**Activity:** Exactly how many lines of the data below include the string "crates"? State the number and nothing more.
▬▬▬▬▬▬
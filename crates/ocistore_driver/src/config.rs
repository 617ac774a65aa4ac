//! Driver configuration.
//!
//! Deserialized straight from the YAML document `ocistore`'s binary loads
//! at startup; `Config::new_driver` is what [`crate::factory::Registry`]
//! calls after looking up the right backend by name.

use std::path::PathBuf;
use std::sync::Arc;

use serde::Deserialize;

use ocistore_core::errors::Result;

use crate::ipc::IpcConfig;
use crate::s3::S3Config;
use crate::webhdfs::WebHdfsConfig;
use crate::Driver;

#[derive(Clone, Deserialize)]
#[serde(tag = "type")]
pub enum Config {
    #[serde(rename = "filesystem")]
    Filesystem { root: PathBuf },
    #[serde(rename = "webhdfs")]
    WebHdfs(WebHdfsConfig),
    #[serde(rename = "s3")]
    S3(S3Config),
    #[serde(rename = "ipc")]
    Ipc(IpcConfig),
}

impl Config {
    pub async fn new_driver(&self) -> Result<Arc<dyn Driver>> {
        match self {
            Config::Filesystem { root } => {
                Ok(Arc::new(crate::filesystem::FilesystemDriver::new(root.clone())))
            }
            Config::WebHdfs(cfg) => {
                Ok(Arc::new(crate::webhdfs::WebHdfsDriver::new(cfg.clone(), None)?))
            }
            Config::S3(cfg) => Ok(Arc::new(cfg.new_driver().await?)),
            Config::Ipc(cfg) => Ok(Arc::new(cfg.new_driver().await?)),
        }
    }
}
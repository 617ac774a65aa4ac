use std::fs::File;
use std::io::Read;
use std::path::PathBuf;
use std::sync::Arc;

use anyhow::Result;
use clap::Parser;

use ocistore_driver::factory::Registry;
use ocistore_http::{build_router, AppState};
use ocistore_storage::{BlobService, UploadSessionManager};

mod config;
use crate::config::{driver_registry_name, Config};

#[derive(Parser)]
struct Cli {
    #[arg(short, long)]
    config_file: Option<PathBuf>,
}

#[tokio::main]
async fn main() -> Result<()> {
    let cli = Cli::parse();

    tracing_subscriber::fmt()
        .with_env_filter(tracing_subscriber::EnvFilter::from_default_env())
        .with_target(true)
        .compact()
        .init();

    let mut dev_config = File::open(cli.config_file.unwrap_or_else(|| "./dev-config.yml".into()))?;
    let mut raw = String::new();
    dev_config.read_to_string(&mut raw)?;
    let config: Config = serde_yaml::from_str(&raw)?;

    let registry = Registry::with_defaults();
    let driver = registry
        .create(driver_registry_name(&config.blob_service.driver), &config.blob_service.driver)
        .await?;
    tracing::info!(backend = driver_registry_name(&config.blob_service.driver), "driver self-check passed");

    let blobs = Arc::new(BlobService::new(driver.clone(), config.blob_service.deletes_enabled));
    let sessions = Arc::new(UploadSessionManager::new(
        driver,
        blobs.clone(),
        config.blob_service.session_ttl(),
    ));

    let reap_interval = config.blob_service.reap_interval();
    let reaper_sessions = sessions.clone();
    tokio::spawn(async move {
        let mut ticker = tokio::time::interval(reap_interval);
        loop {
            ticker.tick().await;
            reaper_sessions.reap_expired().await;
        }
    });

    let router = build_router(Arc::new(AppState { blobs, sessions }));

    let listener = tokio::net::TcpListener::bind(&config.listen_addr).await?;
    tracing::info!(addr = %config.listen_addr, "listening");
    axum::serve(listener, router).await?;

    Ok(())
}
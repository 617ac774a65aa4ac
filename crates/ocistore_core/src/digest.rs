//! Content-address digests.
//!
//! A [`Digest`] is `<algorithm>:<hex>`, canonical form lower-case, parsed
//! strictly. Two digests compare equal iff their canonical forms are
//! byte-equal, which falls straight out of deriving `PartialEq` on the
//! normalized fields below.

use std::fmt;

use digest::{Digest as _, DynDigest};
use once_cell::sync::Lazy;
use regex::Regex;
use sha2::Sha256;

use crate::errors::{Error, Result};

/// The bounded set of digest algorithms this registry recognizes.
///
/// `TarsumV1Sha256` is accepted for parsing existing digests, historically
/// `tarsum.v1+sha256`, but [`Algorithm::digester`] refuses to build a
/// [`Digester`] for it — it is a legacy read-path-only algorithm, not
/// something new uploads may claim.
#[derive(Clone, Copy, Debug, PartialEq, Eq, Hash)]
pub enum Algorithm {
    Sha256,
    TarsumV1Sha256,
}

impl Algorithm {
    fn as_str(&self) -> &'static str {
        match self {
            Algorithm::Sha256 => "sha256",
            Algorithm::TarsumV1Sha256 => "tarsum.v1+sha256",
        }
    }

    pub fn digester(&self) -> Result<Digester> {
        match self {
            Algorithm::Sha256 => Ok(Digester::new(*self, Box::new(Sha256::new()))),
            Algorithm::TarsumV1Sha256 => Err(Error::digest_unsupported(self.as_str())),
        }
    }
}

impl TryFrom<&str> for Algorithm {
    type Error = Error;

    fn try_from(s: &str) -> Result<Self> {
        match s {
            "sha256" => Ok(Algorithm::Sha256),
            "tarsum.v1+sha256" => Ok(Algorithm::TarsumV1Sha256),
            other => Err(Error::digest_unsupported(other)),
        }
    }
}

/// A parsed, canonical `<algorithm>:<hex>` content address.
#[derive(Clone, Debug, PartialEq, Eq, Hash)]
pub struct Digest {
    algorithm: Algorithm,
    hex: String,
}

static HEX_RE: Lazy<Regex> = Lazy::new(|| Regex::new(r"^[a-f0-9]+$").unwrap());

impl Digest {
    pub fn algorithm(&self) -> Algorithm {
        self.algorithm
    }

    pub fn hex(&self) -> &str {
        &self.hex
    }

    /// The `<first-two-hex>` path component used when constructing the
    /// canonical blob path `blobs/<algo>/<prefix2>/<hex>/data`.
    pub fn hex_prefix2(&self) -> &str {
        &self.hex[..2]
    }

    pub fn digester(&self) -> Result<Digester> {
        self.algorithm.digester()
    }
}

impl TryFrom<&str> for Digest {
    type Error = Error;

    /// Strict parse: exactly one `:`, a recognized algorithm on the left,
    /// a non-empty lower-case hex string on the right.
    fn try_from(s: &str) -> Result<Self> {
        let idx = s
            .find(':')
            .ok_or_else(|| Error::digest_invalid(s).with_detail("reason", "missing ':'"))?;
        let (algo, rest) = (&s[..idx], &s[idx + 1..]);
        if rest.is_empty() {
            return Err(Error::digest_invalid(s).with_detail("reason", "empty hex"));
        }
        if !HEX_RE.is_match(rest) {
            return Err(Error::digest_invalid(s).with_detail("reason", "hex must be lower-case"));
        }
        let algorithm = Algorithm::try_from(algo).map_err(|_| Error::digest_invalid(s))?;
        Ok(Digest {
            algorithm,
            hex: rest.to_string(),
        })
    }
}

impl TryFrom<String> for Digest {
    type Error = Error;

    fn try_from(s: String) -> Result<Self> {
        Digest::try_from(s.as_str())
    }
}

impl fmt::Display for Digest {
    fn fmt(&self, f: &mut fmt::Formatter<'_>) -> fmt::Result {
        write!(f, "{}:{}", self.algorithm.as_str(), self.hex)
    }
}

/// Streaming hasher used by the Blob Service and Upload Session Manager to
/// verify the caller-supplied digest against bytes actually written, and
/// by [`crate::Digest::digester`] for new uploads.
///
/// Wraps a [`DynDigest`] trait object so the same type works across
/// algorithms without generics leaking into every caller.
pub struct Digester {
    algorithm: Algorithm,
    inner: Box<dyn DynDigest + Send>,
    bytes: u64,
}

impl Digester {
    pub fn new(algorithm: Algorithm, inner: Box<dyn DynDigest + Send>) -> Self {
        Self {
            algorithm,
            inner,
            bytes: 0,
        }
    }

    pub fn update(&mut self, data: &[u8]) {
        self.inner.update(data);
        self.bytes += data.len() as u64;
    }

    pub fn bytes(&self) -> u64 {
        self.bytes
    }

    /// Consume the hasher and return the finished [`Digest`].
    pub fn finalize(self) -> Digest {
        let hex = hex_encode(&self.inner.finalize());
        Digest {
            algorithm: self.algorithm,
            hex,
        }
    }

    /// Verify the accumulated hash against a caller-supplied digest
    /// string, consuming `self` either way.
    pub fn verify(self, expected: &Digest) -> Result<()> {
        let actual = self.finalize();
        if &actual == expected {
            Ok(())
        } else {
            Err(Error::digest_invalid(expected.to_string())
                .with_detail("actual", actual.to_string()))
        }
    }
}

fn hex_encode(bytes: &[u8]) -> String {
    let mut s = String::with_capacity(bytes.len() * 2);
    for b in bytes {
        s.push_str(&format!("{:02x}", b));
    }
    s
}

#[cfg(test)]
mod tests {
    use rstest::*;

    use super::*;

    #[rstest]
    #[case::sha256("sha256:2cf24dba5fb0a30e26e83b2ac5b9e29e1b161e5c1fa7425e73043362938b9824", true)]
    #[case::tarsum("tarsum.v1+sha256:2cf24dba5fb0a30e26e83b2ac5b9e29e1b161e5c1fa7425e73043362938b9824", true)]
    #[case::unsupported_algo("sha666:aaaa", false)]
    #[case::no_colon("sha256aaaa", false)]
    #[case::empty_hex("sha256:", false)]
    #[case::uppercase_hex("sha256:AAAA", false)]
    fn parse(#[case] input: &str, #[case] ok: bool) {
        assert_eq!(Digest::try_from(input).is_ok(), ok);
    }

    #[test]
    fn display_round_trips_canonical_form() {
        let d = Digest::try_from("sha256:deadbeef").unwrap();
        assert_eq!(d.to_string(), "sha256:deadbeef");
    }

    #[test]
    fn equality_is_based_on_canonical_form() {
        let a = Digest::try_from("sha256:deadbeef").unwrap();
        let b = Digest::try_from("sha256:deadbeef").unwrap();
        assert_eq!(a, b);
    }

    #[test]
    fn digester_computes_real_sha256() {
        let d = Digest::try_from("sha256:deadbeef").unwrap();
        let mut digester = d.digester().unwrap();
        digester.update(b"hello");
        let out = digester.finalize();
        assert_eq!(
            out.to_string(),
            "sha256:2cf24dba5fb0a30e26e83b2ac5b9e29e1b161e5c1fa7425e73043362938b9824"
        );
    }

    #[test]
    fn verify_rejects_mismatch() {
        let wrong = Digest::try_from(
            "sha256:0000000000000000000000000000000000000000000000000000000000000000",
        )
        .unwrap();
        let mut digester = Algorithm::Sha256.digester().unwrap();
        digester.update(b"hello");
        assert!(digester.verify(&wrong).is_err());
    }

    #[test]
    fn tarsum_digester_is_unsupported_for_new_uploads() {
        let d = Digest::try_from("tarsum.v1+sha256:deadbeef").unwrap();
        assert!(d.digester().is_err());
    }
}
▬▬▬▬▬▬
**Solution to this problem:** 2